### What this task involves
Each line below must be written out exactly as shown.

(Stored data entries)
impl vte::Perform for Screen {
    fn print(&mut self, c: char) {
        if self.col >= self.cols {
            self.col = 0;
            self.line_feed();
        }
        self.grid[self.row][self.col] = self.pen.cell(c);
        self.col += 1;
    }

    fn execute(&mut self, byte: u8) {
        match byte {
            b'\r' => self.col = 0,
            b'\n' | 0x0b | 0x0c => {
                if self.convert_eol {
                    self.col = 0;
                }
                self.line_feed();
            }
            0x08 => self.col = self.col.min(self.cols - 1).saturating_sub(1),
            b'\t' => {
                let tab_stop = (self.col + 8) & !7;
                self.col = tab_stop.min(self.cols - 1);
            }
            _ => {}
        }
    }

    fn csi_dispatch(&mut self, params: &vte::Params, intermediates: &[u8], _ignore: bool, action: char) {
        let p: Vec<u16> = params.iter().flat_map(|sub| sub.iter().copied()).collect();
        let private = intermediates.first() == Some(&b'?');
        let last_row = self.rows - 1;
        let last_col = self.cols - 1;

        match action {
            'A' => self.row = self.row.saturating_sub(arg(&p, 0, 1)),
            'B' => self.row = (self.row + arg(&p, 0, 1)).min(last_row),
            'C' => self.col = (self.col + arg(&p, 0, 1)).min(last_col),
            'D' => self.col = self.col.min(last_col).saturating_sub(arg(&p, 0, 1)),
            'E' => {
                self.row = (self.row + arg(&p, 0, 1)).min(last_row);
                self.col = 0;
            }
            'F' => {
                self.row = self.row.saturating_sub(arg(&p, 0, 1));
                self.col = 0;
            }
            'G' => self.col = (arg(&p, 0, 1) - 1).min(last_col),
            'd' => self.row = (arg(&p, 0, 1) - 1).min(last_row),
            'H' | 'f' => {
                self.row = (arg(&p, 0, 1) - 1).min(last_row);
                self.col = (arg(&p, 1, 1) - 1).min(last_col);
            }
            'J' => match p.first().copied().unwrap_or(0) {
                0 => {
                    self.clear_cells(self.row, self.col, self.cols);
                    self.clear_rows(self.row + 1, self.rows);
                }
                1 => {
                    self.clear_rows(0, self.row);
                    self.clear_cells(self.row, 0, self.col + 1);
                }
                2 | 3 => self.clear_rows(0, self.rows),
                _ => {}
            },
            'K' => match p.first().copied().unwrap_or(0) {
                0 => self.clear_cells(self.row, self.col, self.cols),
                1 => self.clear_cells(self.row, 0, self.col + 1),
                2 => self.clear_cells(self.row, 0, self.cols),
                _ => {}
            },
            'X' => {
                let n = arg(&p, 0, 1);
                self.clear_cells(self.row, self.col, self.col + n);
            }
            'P' => {
                let n = arg(&p, 0, 1);
                let blank = self.pen.blank();
                let (col, cols) = (self.col.min(last_col), self.cols);
                let line = &mut self.grid[self.row];
                let n = n.min(cols - col);
                line[col..].rotate_left(n);
                for cell in &mut line[cols - n..] {
                    *cell = blank.clone();
                }
            }
            '@' => {
                let n = arg(&p, 0, 1);
                let blank = self.pen.blank();
                let (col, cols) = (self.col.min(last_col), self.cols);
                let line = &mut self.grid[self.row];
                let n = n.min(cols - col);
                line[col..].rotate_right(n);
                for cell in &mut line[col..col + n] {
                    *cell = blank.clone();
                }
            }
            'L' => {
                for _ in 0..arg(&p, 0, 1).min(self.rows - self.row) {
                    self.grid.pop();
                    self.grid.insert(self.row, vec![Cell::default(); self.cols]);
                }
            }
            'M' => {
                for _ in 0..arg(&p, 0, 1).min(self.rows - self.row) {
                    self.grid.remove(self.row);
                    self.grid.push(vec![Cell::default(); self.cols]);
                }
            }
            'S' => {
                for _ in 0..arg(&p, 0, 1) {
                    self.scroll_up();
                }
            }
            'm' => self.handle_sgr(&p),
            'n' if !private => self.report_status(arg(&p, 0, 0)),
            'h' | 'l' if private => {
                for mode in &p {
                    self.set_private_mode(*mode, action == 'h');
                }
            }
            's' => self.saved_cursor = Some((self.row, self.col)),
            'u' => self.restore_cursor(),
            _ => {}
        }
    }

    fn esc_dispatch(&mut self, _intermediates: &[u8], _ignore: bool, byte: u8) {
        match byte {
            b'7' => self.saved_cursor = Some((self.row, self.col)),
            b'8' => self.restore_cursor(),
            b'c' => {
                self.pen = Pen::default();
                self.row = 0;
                self.col = 0;
                self.clear_rows(0, self.rows);
            }
            b'D' => self.line_feed(),
            b'M' => {
                if self.row == 0 {
                    self.grid.pop();
                    self.grid.insert(0, vec![Cell::default(); self.cols]);
                } else {
                    self.row -= 1;
                }
            }
            _ => {}
        }
    }
}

### The answer
impl vte::Perform for Screen {
    fn print(&mut self, c: char) {
        if self.col >= self.cols {
            self.col = 0;
            self.line_feed();
        }
        self.grid[self.row][self.col] = self.pen.cell(c);
        self.col += 1;
    }

    fn execute(&mut self, byte: u8) {
        match byte {
            b'\r' => self.col = 0,
            b'\n' | 0x0b | 0x0c => {
                if self.convert_eol {
                    self.col = 0;
                }
                self.line_feed();
            }
            0x08 => self.col = self.col.min(self.cols - 1).saturating_sub(1),
            b'\t' => {
                let tab_stop = (self.col + 8) & !7;
                self.col = tab_stop.min(self.cols - 1);
            }
            _ => {}
        }
    }

    fn csi_dispatch(&mut self, params: &vte::Params, intermediates: &[u8], _ignore: bool, action: char) {
        let p: Vec<u16> = params.iter().flat_map(|sub| sub.iter().copied()).collect();
        let private = intermediates.first() == Some(&b'?');
        let last_row = self.rows - 1;
        let last_col = self.cols - 1;

        match action {
            'A' => self.row = self.row.saturating_sub(arg(&p, 0, 1)),
            'B' => self.row = (self.row + arg(&p, 0, 1)).min(last_row),
            'C' => self.col = (self.col + arg(&p, 0, 1)).min(last_col),
            'D' => self.col = self.col.min(last_col).saturating_sub(arg(&p, 0, 1)),
            'E' => {
                self.row = (self.row + arg(&p, 0, 1)).min(last_row);
                self.col = 0;
            }
            'F' => {
                self.row = self.row.saturating_sub(arg(&p, 0, 1));
                self.col = 0;
            }
            'G' => self.col = (arg(&p, 0, 1) - 1).min(last_col),
            'd' => self.row = (arg(&p, 0, 1) - 1).min(last_row),
            'H' | 'f' => {
                self.row = (arg(&p, 0, 1) - 1).min(last_row);
                self.col = (arg(&p, 1, 1) - 1).min(last_col);
            }
            'J' => match p.first().copied().unwrap_or(0) {
                0 => {
                    self.clear_cells(self.row, self.col, self.cols);
                    self.clear_rows(self.row + 1, self.rows);
                }
                1 => {
                    self.clear_rows(0, self.row);
                    self.clear_cells(self.row, 0, self.col + 1);
                }
                2 | 3 => self.clear_rows(0, self.rows),
                _ => {}
            },
            'K' => match p.first().copied().unwrap_or(0) {
                0 => self.clear_cells(self.row, self.col, self.cols),
                1 => self.clear_cells(self.row, 0, self.col + 1),
                2 => self.clear_cells(self.row, 0, self.cols),
                _ => {}
            },
            'X' => {
                let n = arg(&p, 0, 1);
                self.clear_cells(self.row, self.col, self.col + n);
            }
            'P' => {
                let n = arg(&p, 0, 1);
                let blank = self.pen.blank();
                let (col, cols) = (self.col.min(last_col), self.cols);
                let line = &mut self.grid[self.row];
                let n = n.min(cols - col);
                line[col..].rotate_left(n);
                for cell in &mut line[cols - n..] {
                    *cell = blank.clone();
                }
            }
            '@' => {
                let n = arg(&p, 0, 1);
                let blank = self.pen.blank();
                let (col, cols) = (self.col.min(last_col), self.cols);
                let line = &mut self.grid[self.row];
                let n = n.min(cols - col);
                line[col..].rotate_right(n);
                for cell in &mut line[col..col + n] {
                    *cell = blank.clone();
                }
            }
            'L' => {
                for _ in 0..arg(&p, 0, 1).min(self.rows - self.row) {
                    self.grid.pop();
                    self.grid.insert(self.row, vec![Cell::default(); self.cols]);
                }
            }
            'M' => {
                for _ in 0..arg(&p, 0, 1).min(self.rows - self.row) {
                    self.grid.remove(self.row);
                    self.grid.push(vec![Cell::default(); self.cols]);
                }
            }
            'S' => {
                for _ in 0..arg(&p, 0, 1) {
                    self.scroll_up();
                }
            }
            'm' => self.handle_sgr(&p),
            'n' if !private => self.report_status(arg(&p, 0, 0)),
            'h' | 'l' if private => {
                for mode in &p {
                    self.set_private_mode(*mode, action == 'h');
                }
            }
            's' => self.saved_cursor = Some((self.row, self.col)),
            'u' => self.restore_cursor(),
            _ => {}
        }
    }

    fn esc_dispatch(&mut self, _intermediates: &[u8], _ignore: bool, byte: u8) {
        match byte {
            b'7' => self.saved_cursor = Some((self.row, self.col)),
            b'8' => self.restore_cursor(),
            b'c' => {
                self.pen = Pen::default();
                self.row = 0;
                self.col = 0;
                self.clear_rows(0, self.rows);
            }
            b'D' => self.line_feed(),
            b'M' => {
                if self.row == 0 {
                    self.grid.pop();
                    self.grid.insert(0, vec![Cell::default(); self.cols]);
                } else {
                    self.row -= 1;
                }
            }
            _ => {}
        }
    }
}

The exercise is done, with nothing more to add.